Les adversaires de la privatisation de l’eau décidèrent en effet de déplacer leurs luttes sur le terrain du droit et des tribunaux. Dans un premier temps, ils obtinrent gain de cause auprès de la Cour Suprême de Johannesburg qui jugea que la quantité d’eau distribuée gratuitement était insuffisante et devait être portée à 50 litres par jour et par personne, mais aussi que les usagers avaient droit à des compteurs normaux. Mais ce jugement fut cassé en octobre 2009 par la Cour constitutionnelle sud-africaine. Les militants ont perdu là une deuxième bataille, ils vont devoir s’inventer de nouvelles stratégies.

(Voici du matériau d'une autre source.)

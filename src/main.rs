use anyhow::Result;
use axum::Router;
use photo_vault::config::{AppConfig, RunMode};
use photo_vault::services::delivery::{DeliveryOutcome, DeliveryService};
use photo_vault::services::export::ExportService;
use photo_vault::services::metadata_store::MetadataStore;
use photo_vault::services::object_store::{DiskObjectStore, UrlSigner};
use photo_vault::services::retrieval::{
    ProgressCounter, RetrievalConfig, RetrievalCoordinator, StoreSource,
};
use photo_vault::state::AppState;
use sqlx::sqlite::SqlitePoolOptions;
use std::{fs, io::ErrorKind, path::Path, sync::Arc, time::Duration};
use tokio::net::TcpListener;
use tokio_util::sync::CancellationToken;
use tracing_subscriber::EnvFilter;
use uuid::Uuid;

#[tokio::main]
async fn main() -> Result<()> {
    // --- Logging setup ---
    tracing_subscriber::fmt()
        .with_env_filter(EnvFilter::from_default_env())
        .init();

    // --- Parse config + run mode ---
    let (cfg, mode) = AppConfig::from_env_and_args()?;

    tracing::info!("Starting photo-vault with config: {:?}", cfg);

    // --- Ensure storage directories exist ---
    if !Path::new(&cfg.storage_dir).exists() {
        fs::create_dir_all(&cfg.storage_dir)?;
        tracing::info!("Created storage directory at {}", cfg.storage_dir);
    }
    if !Path::new(&cfg.export_dir).exists() {
        fs::create_dir_all(&cfg.export_dir)?;
        tracing::info!("Created export directory at {}", cfg.export_dir);
    }

    // --- Initialize SQLite connection ---
    let db_url = &cfg.database_url;
    tracing::debug!("Connecting using raw URL => {}", db_url);

    // Extract the local file path SQLx will use
    let db_path = db_url
        .trim_start_matches("sqlite://")
        .trim_start_matches("file:");
    tracing::debug!("Interpreted SQLite path => {}", db_path);

    // Create parent directory if needed
    let db_path_obj = Path::new(db_path);
    if let Some(parent) = db_path_obj.parent() {
        if !parent.exists() {
            fs::create_dir_all(parent)?;
            tracing::info!("Created missing directory {:?}", parent);
        }
    }

    // Try opening manually before SQLx
    match fs::OpenOptions::new().create(true).write(true).open(db_path) {
        Ok(_) => tracing::debug!("Database file can be created/opened."),
        Err(e) => tracing::warn!("Failed to open database file manually: {}", e),
    }

    let db: Arc<sqlx::Pool<sqlx::Sqlite>> = Arc::new(
        SqlitePoolOptions::new()
            .max_connections(5)
            .connect(db_url)
            .await?,
    );

    // --- Handle migration mode ---
    if matches!(mode, RunMode::Migrate) {
        run_migrations(&db).await?;
        tracing::info!("Database migration complete.");
        return Ok(()); // exit after migration
    }

    // --- Initialize core services ---
    let signer = UrlSigner::new(&cfg.url_secret);
    let objects = Arc::new(DiskObjectStore::new(&cfg.storage_dir, signer.clone()));

    // --- Handle one-shot export mode ---
    if let RunMode::Export { ids, label } = mode {
        return run_export(&cfg, db, objects, &ids, &label).await;
    }

    // --- Build router ---
    let state = AppState::new(db, objects, signer);
    let app: Router = photo_vault::routes::routes::routes().with_state(state);

    // --- Start server ---
    let addr = cfg.addr();
    let listener = match TcpListener::bind(&addr).await {
        Ok(listener) => listener,
        Err(err)
            if err.kind() == ErrorKind::PermissionDenied
                && matches!(cfg.host.as_str(), "0.0.0.0" | "::") =>
        {
            let fallback_addr = format!("127.0.0.1:{}", cfg.port);
            tracing::warn!(
                "Permission denied binding to {} ({}). Falling back to {}",
                addr,
                err,
                fallback_addr
            );
            TcpListener::bind(&fallback_addr).await?
        }
        Err(err) => return Err(err.into()),
    };

    tracing::info!("Server listening on http://{}", listener.local_addr()?);
    axum::serve(listener, app).await?;

    Ok(())
}

/// Run a single bulk export from the command line and exit.
///
/// Ctrl-C cancels the run; in-flight fetches stop and no archive is written.
async fn run_export(
    cfg: &AppConfig,
    db: Arc<sqlx::Pool<sqlx::Sqlite>>,
    objects: Arc<DiskObjectStore>,
    ids: &[Uuid],
    label: &str,
) -> Result<()> {
    let catalog = MetadataStore::new(db);
    let retrieval = RetrievalCoordinator::new(
        Arc::new(StoreSource::new(objects)),
        RetrievalConfig {
            max_concurrent: cfg.fetch_concurrency,
            ..RetrievalConfig::default()
        },
    );
    let delivery = DeliveryService::new(None, &cfg.export_dir);
    let exporter = ExportService::new(catalog, retrieval, delivery);

    let cancel = CancellationToken::new();
    let ctrl_c_cancel = cancel.clone();
    tokio::spawn(async move {
        if tokio::signal::ctrl_c().await.is_ok() {
            tracing::warn!("Interrupt received, cancelling export...");
            ctrl_c_cancel.cancel();
        }
    });

    let progress = Arc::new(ProgressCounter::new(ids.len()));
    let reporter = progress.clone();
    let report_task = tokio::spawn(async move {
        loop {
            tokio::time::sleep(Duration::from_secs(2)).await;
            let done = reporter.completed();
            tracing::info!("export progress: {}/{}", done, reporter.total());
            if done >= reporter.total() {
                break;
            }
        }
    });

    let report = exporter.export(ids, label, cancel, progress).await?;
    report_task.abort();

    match report.outcome {
        DeliveryOutcome::Archived { path, size_bytes } => {
            tracing::info!(
                "Exported {} asset(s) to {} ({} bytes)",
                report.count,
                path.display(),
                size_bytes
            );
        }
        DeliveryOutcome::HandedOff => {
            tracing::info!("Exported {} asset(s) via hand-off", report.count);
        }
        DeliveryOutcome::Dismissed => {
            tracing::info!("Export dismissed by the user");
        }
    }

    Ok(())
}

/// Run SQLite migrations manually from the embedded SQL file.
async fn run_migrations(db: &Arc<sqlx::Pool<sqlx::Sqlite>>) -> Result<()> {
    let path = "migrations/0001_init.sql";

    if !Path::new(path).exists() {
        anyhow::bail!("Migration file not found: {}", path);
    }

    let sql = fs::read_to_string(path)?;
    let statements = sql
        .split(';')
        .map(str::trim)
        .filter(|s| !s.is_empty())
        .collect::<Vec<_>>();

    tracing::info!("Running {} migration statements...", statements.len());

    for stmt in statements {
        tracing::debug!("Executing migration SQL: {}", stmt);
        sqlx::query(stmt).execute(&**db).await?;
    }

    Ok(())
}
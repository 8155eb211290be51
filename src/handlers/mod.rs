//! HTTP handlers grouped by concern.

pub mod asset_handlers;
pub mod bundle_handlers;
pub mod health_handlers;
pub mod trash_handlers;
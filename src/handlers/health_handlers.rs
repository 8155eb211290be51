//! Health & readiness handlers.
//!
//! - GET /healthz  -> liveness, no I/O
//! - GET /readyz   -> readiness probing the catalog and the object store

use crate::state::AppState;
use axum::{Json, extract::State, http::StatusCode, response::IntoResponse};
use bytes::Bytes;
use serde::Serialize;
use uuid::Uuid;

#[derive(Serialize)]
struct HealthResponse {
    status: &'static str,
}

#[derive(Serialize)]
struct CheckStatus {
    ok: bool,
    #[serde(skip_serializing_if = "Option::is_none")]
    error: Option<String>,
}

#[derive(Serialize)]
struct ReadyResponse {
    status: &'static str,
    catalog: CheckStatus,
    storage: CheckStatus,
}

/// `GET /healthz` — cheap liveness probe, never performs I/O.
pub async fn healthz() -> impl IntoResponse {
    (StatusCode::OK, Json(HealthResponse { status: "ok" }))
}

/// `GET /readyz`
///
/// Readiness goes through the same seams the handlers use: a catalog ping
/// and a write/read/remove round trip against the object store. HTTP 200
/// when both pass, 503 otherwise; the body reports each check.
pub async fn readyz(State(state): State<AppState>) -> impl IntoResponse {
    let catalog = match state.catalog.ping().await {
        Ok(()) => CheckStatus {
            ok: true,
            error: None,
        },
        Err(err) => CheckStatus {
            ok: false,
            error: Some(err.to_string()),
        },
    };

    let storage = storage_round_trip(&state).await;

    let ok = catalog.ok && storage.ok;
    let body = ReadyResponse {
        status: if ok { "ok" } else { "error" },
        catalog,
        storage,
    };
    let status = if ok {
        StatusCode::OK
    } else {
        StatusCode::SERVICE_UNAVAILABLE
    };
    (status, Json(body))
}

/// Write, read back, and remove a probe object under a reserved prefix.
async fn storage_round_trip(state: &AppState) -> CheckStatus {
    let probe_path = format!(".probe/readyz-{}", Uuid::new_v4());
    if let Err(err) = state
        .objects
        .upload(&probe_path, Bytes::from_static(b"readyz"))
        .await
    {
        return CheckStatus {
            ok: false,
            error: Some(format!("probe write failed: {}", err)),
        };
    }

    let check = match state.objects.download(&probe_path).await {
        Ok(bytes) if bytes == b"readyz"[..] => CheckStatus {
            ok: true,
            error: None,
        },
        Ok(_) => CheckStatus {
            ok: false,
            error: Some("probe content mismatch".to_string()),
        },
        Err(err) => CheckStatus {
            ok: false,
            error: Some(format!("probe read failed: {}", err)),
        },
    };

    if let Err(err) = state.objects.remove(&probe_path).await {
        tracing::debug!("failed to remove readiness probe {}: {}", probe_path, err);
    }
    check
}

#[cfg(test)]
mod tests {
    use super::*;
    use crate::services::object_store::{MemoryObjectStore, UrlSigner};
    use sqlx::sqlite::SqlitePoolOptions;
    use std::sync::Arc;

    async fn test_state() -> (AppState, Arc<MemoryObjectStore>) {
        let pool = SqlitePoolOptions::new()
            .max_connections(1)
            .connect("sqlite::memory:")
            .await
            .unwrap();
        let store = Arc::new(MemoryObjectStore::new());
        let state = AppState::new(
            Arc::new(pool),
            store.clone(),
            UrlSigner::new("probe-secret"),
        );
        (state, store)
    }

    #[tokio::test]
    async fn readyz_passes_with_working_backends() {
        let (state, _store) = test_state().await;
        let response = readyz(State(state)).await.into_response();
        assert_eq!(response.status(), StatusCode::OK);
    }

    #[tokio::test]
    async fn readiness_probe_cleans_up_after_itself() {
        let (state, store) = test_state().await;
        let _ = readyz(State(state)).await.into_response();
        assert!(store.is_empty());
    }
}
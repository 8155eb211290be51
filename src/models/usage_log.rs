//! Audit entries recorded against the usage log.

use chrono::{DateTime, Utc};
use serde::{Deserialize, Serialize};
use sqlx::FromRow;
use sqlx::types::Json;
use uuid::Uuid;

/// One audited action within an org (upload, conversion, bundle creation).
#[derive(Serialize, Deserialize, Clone, FromRow, Debug)]
pub struct UsageLog {
    /// Internal UUID for DB indexing.
    pub id: Uuid,

    /// Tenant the action happened in.
    pub org_id: String,

    /// Acting user, when known.
    pub user_id: Option<String>,

    /// Action tag, e.g. `upload` or `convert_to_permanent`.
    pub action: String,

    /// Free-form action details.
    pub metadata: Json<serde_json::Value>,

    /// When the action was recorded.
    pub created_at: DateTime<Utc>,
}
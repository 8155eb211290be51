//! HTTP handlers for asset ingest, listing, signed object reads, and
//! variant generation. Storage and catalog concerns stay behind the
//! services; handlers only translate the wire.

use crate::{
    errors::AppError,
    models::asset::SourceClass,
    services::metadata_store::NewAsset,
    services::variant_service::VariantRequest,
    state::AppState,
};
use axum::{
    Json,
    body::Body,
    extract::{Multipart, Path, Query, State},
    http::{HeaderValue, StatusCode, header},
    response::{IntoResponse, Response},
};
use bytes::Bytes;
use chrono::{DateTime, Utc};
use serde::Deserialize;
use serde_json::json;
use std::io::Cursor;
use tokio_util::io::ReaderStream;
use tracing::warn;

/// Query params for `GET /api/assets`.
#[derive(Debug, Deserialize)]
pub struct ListAssetsQuery {
    pub org: String,
    pub limit: Option<i64>,
}

/// Query params carried by a signed object read URL.
#[derive(Debug, Deserialize)]
pub struct SignedReadQuery {
    pub expires: i64,
    pub sig: String,
}

/// Request body for `POST /api/variants`.
#[derive(Debug, Deserialize)]
pub struct VariantReq {
    pub path: String,
    #[serde(default = "default_true")]
    pub generate_full: bool,
    #[serde(default = "default_true")]
    pub generate_thumbs: bool,
}

fn default_true() -> bool {
    true
}

/// `POST /api/assets` — ingest an original upload.
///
/// Multipart form: `org`, `path`, `file`, optional `source_class` and
/// `expires_at` (RFC 3339). The object lands in storage, the record is
/// inserted, and an `upload` audit entry is appended.
pub async fn ingest_asset(
    State(state): State<AppState>,
    mut multipart: Multipart,
) -> Result<impl IntoResponse, AppError> {
    let mut org: Option<String> = None;
    let mut path: Option<String> = None;
    let mut source_class = SourceClass::Cloud;
    let mut expires_at: Option<DateTime<Utc>> = None;
    let mut file: Option<(Bytes, Option<String>)> = None;

    while let Some(field) = multipart
        .next_field()
        .await
        .map_err(|err| AppError::bad_request(err.to_string()))?
    {
        match field.name().unwrap_or_default() {
            "org" => org = Some(read_text(field).await?),
            "path" => path = Some(read_text(field).await?),
            "source_class" => {
                source_class = parse_source_class(&read_text(field).await?)?;
            }
            "expires_at" => {
                let raw = read_text(field).await?;
                let parsed = DateTime::parse_from_rfc3339(&raw).map_err(|err| {
                    AppError::bad_request(format!("invalid expires_at `{}`: {}", raw, err))
                })?;
                expires_at = Some(parsed.with_timezone(&Utc));
            }
            "file" => {
                let content_type = field.content_type().map(str::to_string);
                let bytes = field
                    .bytes()
                    .await
                    .map_err(|err| AppError::bad_request(err.to_string()))?;
                file = Some((bytes, content_type));
            }
            _ => {}
        }
    }

    let org = org.ok_or_else(|| AppError::bad_request("org field is required"))?;
    let path = path.ok_or_else(|| AppError::bad_request("path field is required"))?;
    let (bytes, content_type) =
        file.ok_or_else(|| AppError::bad_request("file field is required"))?;

    // Storage paths are namespaced by org scope.
    if !path.starts_with(&format!("{}/", org)) {
        return Err(AppError::bad_request(format!(
            "path must be scoped under `{}/`",
            org
        )));
    }
    // event_temp uploads carry an expiry; permanent classes never do.
    match source_class {
        SourceClass::EventTemp if expires_at.is_none() => {
            return Err(AppError::bad_request(
                "expires_at is required for event_temp uploads",
            ));
        }
        SourceClass::EventTemp => {}
        _ => expires_at = None,
    }

    let size_bytes = bytes.len() as i64;
    let etag = state.objects.upload(&path, bytes).await?;
    let asset = state
        .catalog
        .insert_asset(NewAsset {
            org_id: org.clone(),
            full_path: path.clone(),
            source_class,
            size_bytes,
            etag: Some(etag),
            content_type,
            expires_at,
        })
        .await?;

    if let Err(err) = state
        .catalog
        .log_usage(
            &org,
            None,
            "upload",
            json!({ "path": path, "size_bytes": size_bytes }),
        )
        .await
    {
        warn!("failed to record upload audit entry: {}", err);
    }

    Ok((StatusCode::CREATED, Json(asset)))
}

/// `GET /api/assets?org=&limit=` — active assets, newest first.
pub async fn list_assets(
    State(state): State<AppState>,
    Query(q): Query<ListAssetsQuery>,
) -> Result<impl IntoResponse, AppError> {
    let limit = q.limit.unwrap_or(100).clamp(1, 1000);
    let assets = state.catalog.list_assets(&q.org, limit).await?;
    Ok(Json(assets))
}

/// `GET /objects/{*path}?expires=&sig=` — stream object bytes behind a
/// signed read URL.
pub async fn serve_object(
    State(state): State<AppState>,
    Path(path): Path<String>,
    Query(q): Query<SignedReadQuery>,
) -> Result<Response, AppError> {
    if !state.signer.verify(&path, q.expires, &q.sig) {
        return Err(AppError::new(
            StatusCode::FORBIDDEN,
            "invalid or expired signature",
        ));
    }

    let bytes = state.objects.download(&path).await?;
    let len = bytes.len();
    let stream = ReaderStream::new(Cursor::new(bytes));

    let mut response = Response::new(Body::from_stream(stream));
    let headers = response.headers_mut();
    headers.insert(
        header::CONTENT_TYPE,
        HeaderValue::from_static(content_type_for(&path)),
    );
    headers.insert(
        header::CONTENT_LENGTH,
        HeaderValue::from_str(&len.to_string())
            .unwrap_or_else(|_| HeaderValue::from_static("0")),
    );
    Ok(response)
}

/// `POST /api/variants` — generate serving renditions for an original.
pub async fn generate_variants(
    State(state): State<AppState>,
    Json(req): Json<VariantReq>,
) -> Result<impl IntoResponse, AppError> {
    let set = state
        .variants
        .generate(VariantRequest {
            path: req.path,
            generate_full: req.generate_full,
            generate_thumbs: req.generate_thumbs,
        })
        .await?;
    Ok(Json(set))
}

async fn read_text(field: axum::extract::multipart::Field<'_>) -> Result<String, AppError> {
    field
        .text()
        .await
        .map_err(|err| AppError::bad_request(err.to_string()))
}

fn parse_source_class(raw: &str) -> Result<SourceClass, AppError> {
    match raw {
        "cloud" => Ok(SourceClass::Cloud),
        "local_sync" => Ok(SourceClass::LocalSync),
        "event_temp" => Ok(SourceClass::EventTemp),
        other => Err(AppError::bad_request(format!(
            "unknown source_class `{}`",
            other
        ))),
    }
}

/// Content type guess for a logical object path.
fn content_type_for(path: &str) -> &'static str {
    match path.rsplit_once('.').map(|(_, ext)| ext) {
        Some("jpg") | Some("jpeg") => "image/jpeg",
        Some("png") => "image/png",
        Some("webp") => "image/webp",
        Some("gif") => "image/gif",
        _ => "application/octet-stream",
    }
}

J’ai souvenir d’un discours de Nelson Mandela, lors du Sommet sur le développement durable en 2002 à Johannesburg. Déjà retiré de sa fonction présidentielle, il se disait personnellement concerné par la crise de l’eau, un droit humain fondamental qui, selon lui, doit figurer "dans les priorités de l’agenda politique et social" et devenir "l’un des secteurs-clés de la coopération au développement".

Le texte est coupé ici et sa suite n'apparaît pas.